A incerteza também marca o discurso de Rossy Moreno, de 39 anos, professora de ensino fundamental e de inglês clássico, que atualmente vive na Alemanha. Ela passou quase dois anos no Brasil após cruzar a fronteira em 2017, fugindo da falta de trabalho e da escassez de medicamentos.

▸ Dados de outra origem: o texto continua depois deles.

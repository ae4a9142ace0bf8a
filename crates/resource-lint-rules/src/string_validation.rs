//! Check that string attributes declare a validation function.
//!
//! # Rationale
//!
//! Azure rejects most malformed strings only at apply time, after a plan
//! that looked fine. A `ValidateFunc` moves the failure to plan time.
//!
//! # Detected Patterns
//!
//! - A `TypeString` schema with `Required: true` or `Optional: true` and
//!   neither `ValidateFunc` nor `ValidateDiagFunc`
//!
//! Computed-only strings are never flagged. `ValidateFunc: nil` counts as
//! missing.
//!
//! # Suppression
//!
//! - `//lintignore:AZBP001` on the attribute line or the line above

use resource_lint_core::{AnalysisError, Analyzer, Fact, Pass, Suggestion};
use resource_lint_schema::{local, LocalSchemas, SchemaInfo, SchemaType};

use crate::{declared, report_in};

/// Check code.
pub const CODE: &str = "AZBP001";

/// Flags settable string attributes without validation.
#[derive(Debug, Default, Clone, Copy)]
pub struct StringValidation;

impl StringValidation {
    /// Creates the check.
    #[must_use]
    pub fn new() -> Self {
        Self
    }
}

fn needs_validation(info: &SchemaInfo) -> bool {
    info.schema_type == SchemaType::String
        && (info.required || info.optional)
        && !info.has_validation
}

impl Analyzer for StringValidation {
    fn name(&self) -> &'static str {
        CODE
    }

    fn doc(&self) -> &'static str {
        "check for string attributes without a validation function\n\n\
         Every Required or Optional TypeString attribute must set ValidateFunc \
         (or ValidateDiagFunc) so invalid values fail at plan time."
    }

    fn requires(&self) -> &'static [&'static str] {
        &[local::NAME]
    }

    fn run(&self, pass: &mut Pass<'_>) -> Result<Option<Fact>, AnalysisError> {
        let Some(local) = pass.fact::<LocalSchemas>(local::NAME) else {
            return Ok(None);
        };
        for schema in declared(local).filter(|d| needs_validation(d.info)) {
            let message = match schema.name {
                Some(name) => format!("string attribute `{name}` must have a ValidateFunc"),
                None => "string schema must have a ValidateFunc".to_owned(),
            };
            let suggestion = Suggestion::new(
                "add `ValidateFunc: validation.StringIsNotEmpty` or a stricter validator",
            );
            report_in(pass, schema.file, schema.position, message, Some(suggestion));
        }
        Ok(None)
    }
}

#[cfg(test)]
mod tests {
    use super::*;
    use crate::testing::check_file;

    #[test]
    fn test_detects_unvalidated_required_string() {
        let violations = check_file(
            CODE,
            r#"package web

func (r WebAppResource) Arguments() map[string]*pluginsdk.Schema {
	return map[string]*pluginsdk.Schema{
		"name": {
			Type:     pluginsdk.TypeString,
			Required: true,
		},
	}
}
"#,
        );
        assert_eq!(violations.len(), 1);
        assert_eq!(violations[0].analyzer, CODE);
        assert_eq!(violations[0].location.line, 5);
        assert!(violations[0].message.contains("`name`"));
    }

    #[test]
    fn test_allows_validated_and_computed_strings() {
        let violations = check_file(
            CODE,
            r#"package web

func (r WebAppResource) Arguments() map[string]*pluginsdk.Schema {
	return map[string]*pluginsdk.Schema{
		"name": {
			Type:         pluginsdk.TypeString,
			Required:     true,
			ValidateFunc: validation.StringIsNotEmpty,
		},

		"kind": {
			Type:             pluginsdk.TypeString,
			Optional:         true,
			ValidateDiagFunc: validate.Kind,
		},

		"id": {
			Type:     pluginsdk.TypeString,
			Computed: true,
		},

		"count": {
			Type:     pluginsdk.TypeInt,
			Optional: true,
		},
	}
}
"#,
        );
        assert!(violations.is_empty(), "{violations:?}");
    }

    #[test]
    fn test_nil_validation_counts_as_missing() {
        let violations = check_file(
            CODE,
            r#"package web

func extraSchema() *pluginsdk.Schema {
	return &pluginsdk.Schema{
		Type:         pluginsdk.TypeString,
		Optional:     true,
		ValidateFunc: nil,
	}
}
"#,
        );
        assert_eq!(violations.len(), 1);
        assert_eq!(violations[0].message, "string schema must have a ValidateFunc");
    }

    #[test]
    fn test_respects_lintignore() {
        let violations = check_file(
            CODE,
            r#"package web

var s = map[string]*pluginsdk.Schema{
	//lintignore:AZBP001
	"name": {
		Type:     pluginsdk.TypeString,
		Required: true,
	},
}
"#,
        );
        assert!(violations.is_empty());
    }
}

"Eu não via futuro na Venezuela. A gente trabalhava, trabalhava, e o que ganhava não dava para formar uma família", lembra. Segundo ela, a crise provocou a separação de milhares de familiares. "Não é só a minha. São muitas famílias espalhadas pelo mundo", relata. Sobre a prisão de Maduro, Rossy também adota um tom cauteloso. "Ainda é tudo muito cedo. Maduro não está mais lá, mas outras pessoas continuam governando. A gente não sabe o que pode acontecer", diz. Para ela, o retorno só será possível se houver emprego, segurança, investimentos e serviços públicos funcionando. "Não vai melhorar da noite para o dia", lamenta. Rossy destaca ainda o acolhimento brasileiro como um divisor de águas. "O povo brasileiro abriu as portas quando a gente mais precisava. Desde Pacaraima, a gente se sentiu mais seguro. Isso a gente nunca vai esquecer", enfatizou a professora
Fronteira monitorada
Apesar do impacto simbólico da prisão de Nicolás Maduro, o fluxo migratório entre Brasil e Venezuela segue dentro da normalidade, segundo a Polícia Federal. De acordo com o órgão, não houve aumento significativo nos movimentos de entrada ou saída de venezuelanos nos primeiros dias após o episódio. O principal ponto de contato entre os dois países continua sendo Pacaraima, em Roraima, onde o governo brasileiro reforçou equipes de saúde e segurança como medida preventiva. O ministro da Saúde, Alexandre Padilha, afirmou que a pasta está preparada para ampliar estruturas de atendimento, incluindo a instalação de hospitais de campanha, caso o fluxo migratório aumente.
Em resposta enviada exclusivamente ao Correio Braziliense, o Alto Comissariado das Nações Unidas para Refugiados (Acnur) informou que acompanha de perto os desdobramentos na Venezuela e na região. Segundo o órgão, até o momento não foram observadas alterações expressivas nas fronteiras, mas as cadeias de suprimentos estão sendo reforçadas para garantir assistência humanitária rápida, se necessário.